> PROBLEM DESCRIPTION
Using the records below, transcribe word for word the stretch from the line that contains "segment either way." through the line that contains "for _ in 0..MAX_DECODE_PASSES", both end lines included, and nothing else.

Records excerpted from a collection
>>>

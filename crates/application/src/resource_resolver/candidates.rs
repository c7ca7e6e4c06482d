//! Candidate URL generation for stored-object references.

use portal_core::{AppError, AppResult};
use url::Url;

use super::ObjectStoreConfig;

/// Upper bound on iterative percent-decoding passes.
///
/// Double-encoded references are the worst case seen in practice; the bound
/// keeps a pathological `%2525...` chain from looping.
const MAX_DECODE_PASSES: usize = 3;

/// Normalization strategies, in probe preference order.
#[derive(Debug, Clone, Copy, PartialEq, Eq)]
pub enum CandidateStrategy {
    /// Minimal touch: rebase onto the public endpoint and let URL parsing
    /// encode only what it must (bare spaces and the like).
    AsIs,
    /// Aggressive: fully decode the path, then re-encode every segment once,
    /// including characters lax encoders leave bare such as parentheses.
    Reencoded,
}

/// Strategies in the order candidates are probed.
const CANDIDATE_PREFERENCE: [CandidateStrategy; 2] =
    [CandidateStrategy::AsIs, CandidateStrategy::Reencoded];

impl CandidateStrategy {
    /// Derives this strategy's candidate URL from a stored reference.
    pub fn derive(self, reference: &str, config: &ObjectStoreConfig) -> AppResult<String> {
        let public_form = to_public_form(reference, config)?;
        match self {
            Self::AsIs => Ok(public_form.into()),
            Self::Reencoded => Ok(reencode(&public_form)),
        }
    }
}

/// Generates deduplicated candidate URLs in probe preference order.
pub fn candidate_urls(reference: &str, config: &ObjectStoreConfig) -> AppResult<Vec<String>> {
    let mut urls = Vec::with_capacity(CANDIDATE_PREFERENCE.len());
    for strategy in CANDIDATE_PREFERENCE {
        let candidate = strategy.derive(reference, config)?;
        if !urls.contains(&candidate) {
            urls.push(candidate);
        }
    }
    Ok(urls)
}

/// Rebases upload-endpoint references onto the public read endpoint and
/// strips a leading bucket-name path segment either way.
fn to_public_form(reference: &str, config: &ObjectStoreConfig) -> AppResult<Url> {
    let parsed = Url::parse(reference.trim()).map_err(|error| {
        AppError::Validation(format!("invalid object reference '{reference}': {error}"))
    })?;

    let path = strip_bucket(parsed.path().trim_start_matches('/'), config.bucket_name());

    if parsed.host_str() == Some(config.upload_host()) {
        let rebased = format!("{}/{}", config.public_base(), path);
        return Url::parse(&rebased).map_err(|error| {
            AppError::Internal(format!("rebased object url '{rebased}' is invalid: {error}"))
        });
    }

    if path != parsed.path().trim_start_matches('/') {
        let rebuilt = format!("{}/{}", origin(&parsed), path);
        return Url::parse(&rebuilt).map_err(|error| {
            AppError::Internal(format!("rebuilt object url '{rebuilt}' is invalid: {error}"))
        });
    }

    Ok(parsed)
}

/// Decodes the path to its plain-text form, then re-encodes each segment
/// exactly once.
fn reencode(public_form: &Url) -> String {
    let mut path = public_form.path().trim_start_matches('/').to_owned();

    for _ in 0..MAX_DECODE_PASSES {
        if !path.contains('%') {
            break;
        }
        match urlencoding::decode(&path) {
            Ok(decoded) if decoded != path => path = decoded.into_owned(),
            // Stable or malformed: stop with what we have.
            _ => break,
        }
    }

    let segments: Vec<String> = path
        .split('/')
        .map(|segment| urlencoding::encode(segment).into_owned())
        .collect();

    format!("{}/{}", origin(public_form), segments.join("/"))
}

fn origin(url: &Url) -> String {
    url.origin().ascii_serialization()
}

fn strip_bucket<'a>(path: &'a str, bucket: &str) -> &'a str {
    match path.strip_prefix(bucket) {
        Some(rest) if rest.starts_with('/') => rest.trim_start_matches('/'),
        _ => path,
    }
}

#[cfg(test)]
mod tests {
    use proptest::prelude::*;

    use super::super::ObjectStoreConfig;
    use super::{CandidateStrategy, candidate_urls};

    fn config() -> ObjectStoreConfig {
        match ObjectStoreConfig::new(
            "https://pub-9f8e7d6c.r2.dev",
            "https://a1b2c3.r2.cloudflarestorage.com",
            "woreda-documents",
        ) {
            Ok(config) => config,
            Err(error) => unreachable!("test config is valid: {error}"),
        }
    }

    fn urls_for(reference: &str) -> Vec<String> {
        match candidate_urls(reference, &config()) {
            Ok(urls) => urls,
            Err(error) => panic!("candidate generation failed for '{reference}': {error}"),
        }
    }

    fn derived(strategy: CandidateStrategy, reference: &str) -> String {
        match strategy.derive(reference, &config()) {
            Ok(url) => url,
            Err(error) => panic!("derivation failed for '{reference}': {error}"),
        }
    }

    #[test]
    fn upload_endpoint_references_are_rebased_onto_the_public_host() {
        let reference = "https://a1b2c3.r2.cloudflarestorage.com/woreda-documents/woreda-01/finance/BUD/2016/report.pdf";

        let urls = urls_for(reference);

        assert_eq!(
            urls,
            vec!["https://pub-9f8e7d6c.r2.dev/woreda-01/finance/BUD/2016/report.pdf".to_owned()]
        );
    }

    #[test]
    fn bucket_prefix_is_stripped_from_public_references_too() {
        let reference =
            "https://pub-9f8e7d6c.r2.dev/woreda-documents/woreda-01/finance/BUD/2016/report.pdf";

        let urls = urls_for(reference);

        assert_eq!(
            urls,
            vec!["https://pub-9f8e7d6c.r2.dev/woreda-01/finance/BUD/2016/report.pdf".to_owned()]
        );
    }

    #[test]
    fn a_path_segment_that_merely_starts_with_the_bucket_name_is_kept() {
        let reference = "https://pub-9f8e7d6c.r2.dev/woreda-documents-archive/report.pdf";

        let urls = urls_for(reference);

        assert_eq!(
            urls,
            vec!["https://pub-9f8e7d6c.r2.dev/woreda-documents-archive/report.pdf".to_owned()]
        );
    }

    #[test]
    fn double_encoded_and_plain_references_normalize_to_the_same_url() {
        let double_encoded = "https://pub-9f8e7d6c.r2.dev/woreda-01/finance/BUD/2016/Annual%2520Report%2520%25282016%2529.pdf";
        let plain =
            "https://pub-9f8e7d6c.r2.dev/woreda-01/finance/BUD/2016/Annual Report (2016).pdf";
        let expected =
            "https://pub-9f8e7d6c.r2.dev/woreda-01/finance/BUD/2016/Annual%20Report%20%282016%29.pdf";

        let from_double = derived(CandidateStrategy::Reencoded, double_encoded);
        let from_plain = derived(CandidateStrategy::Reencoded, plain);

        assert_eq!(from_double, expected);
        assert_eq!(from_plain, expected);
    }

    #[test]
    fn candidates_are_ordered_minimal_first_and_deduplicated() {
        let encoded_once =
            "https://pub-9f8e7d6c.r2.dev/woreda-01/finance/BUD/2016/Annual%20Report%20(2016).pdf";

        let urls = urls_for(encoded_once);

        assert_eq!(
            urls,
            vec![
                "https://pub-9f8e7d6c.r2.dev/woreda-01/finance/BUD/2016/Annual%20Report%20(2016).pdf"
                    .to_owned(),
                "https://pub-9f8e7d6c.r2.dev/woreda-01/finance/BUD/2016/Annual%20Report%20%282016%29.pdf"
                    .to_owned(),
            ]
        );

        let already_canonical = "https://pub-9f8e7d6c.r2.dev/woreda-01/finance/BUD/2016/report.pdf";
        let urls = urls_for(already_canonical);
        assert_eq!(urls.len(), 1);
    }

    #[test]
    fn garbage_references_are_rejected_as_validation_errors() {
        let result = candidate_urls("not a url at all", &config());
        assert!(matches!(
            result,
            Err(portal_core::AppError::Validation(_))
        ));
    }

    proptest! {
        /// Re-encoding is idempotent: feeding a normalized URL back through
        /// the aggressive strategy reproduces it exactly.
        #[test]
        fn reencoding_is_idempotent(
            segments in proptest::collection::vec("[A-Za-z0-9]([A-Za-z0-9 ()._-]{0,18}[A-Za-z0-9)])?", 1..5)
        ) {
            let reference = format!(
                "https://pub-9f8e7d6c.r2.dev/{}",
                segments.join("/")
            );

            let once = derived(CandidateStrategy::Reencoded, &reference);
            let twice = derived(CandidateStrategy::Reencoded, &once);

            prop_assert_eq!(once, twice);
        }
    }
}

<<<

> ANSWER SPACE
/// strips a leading bucket-name path segment either way.
fn to_public_form(reference: &str, config: &ObjectStoreConfig) -> AppResult<Url> {
    let parsed = Url::parse(reference.trim()).map_err(|error| {
        AppError::Validation(format!("invalid object reference '{reference}': {error}"))
    })?;

    let path = strip_bucket(parsed.path().trim_start_matches('/'), config.bucket_name());

    if parsed.host_str() == Some(config.upload_host()) {
        let rebased = format!("{}/{}", config.public_base(), path);
        return Url::parse(&rebased).map_err(|error| {
            AppError::Internal(format!("rebased object url '{rebased}' is invalid: {error}"))
        });
    }

    if path != parsed.path().trim_start_matches('/') {
        let rebuilt = format!("{}/{}", origin(&parsed), path);
        return Url::parse(&rebuilt).map_err(|error| {
            AppError::Internal(format!("rebuilt object url '{rebuilt}' is invalid: {error}"))
        });
    }

    Ok(parsed)
}

/// Decodes the path to its plain-text form, then re-encodes each segment
/// exactly once.
fn reencode(public_form: &Url) -> String {
    let mut path = public_form.path().trim_start_matches('/').to_owned();

    for _ in 0..MAX_DECODE_PASSES {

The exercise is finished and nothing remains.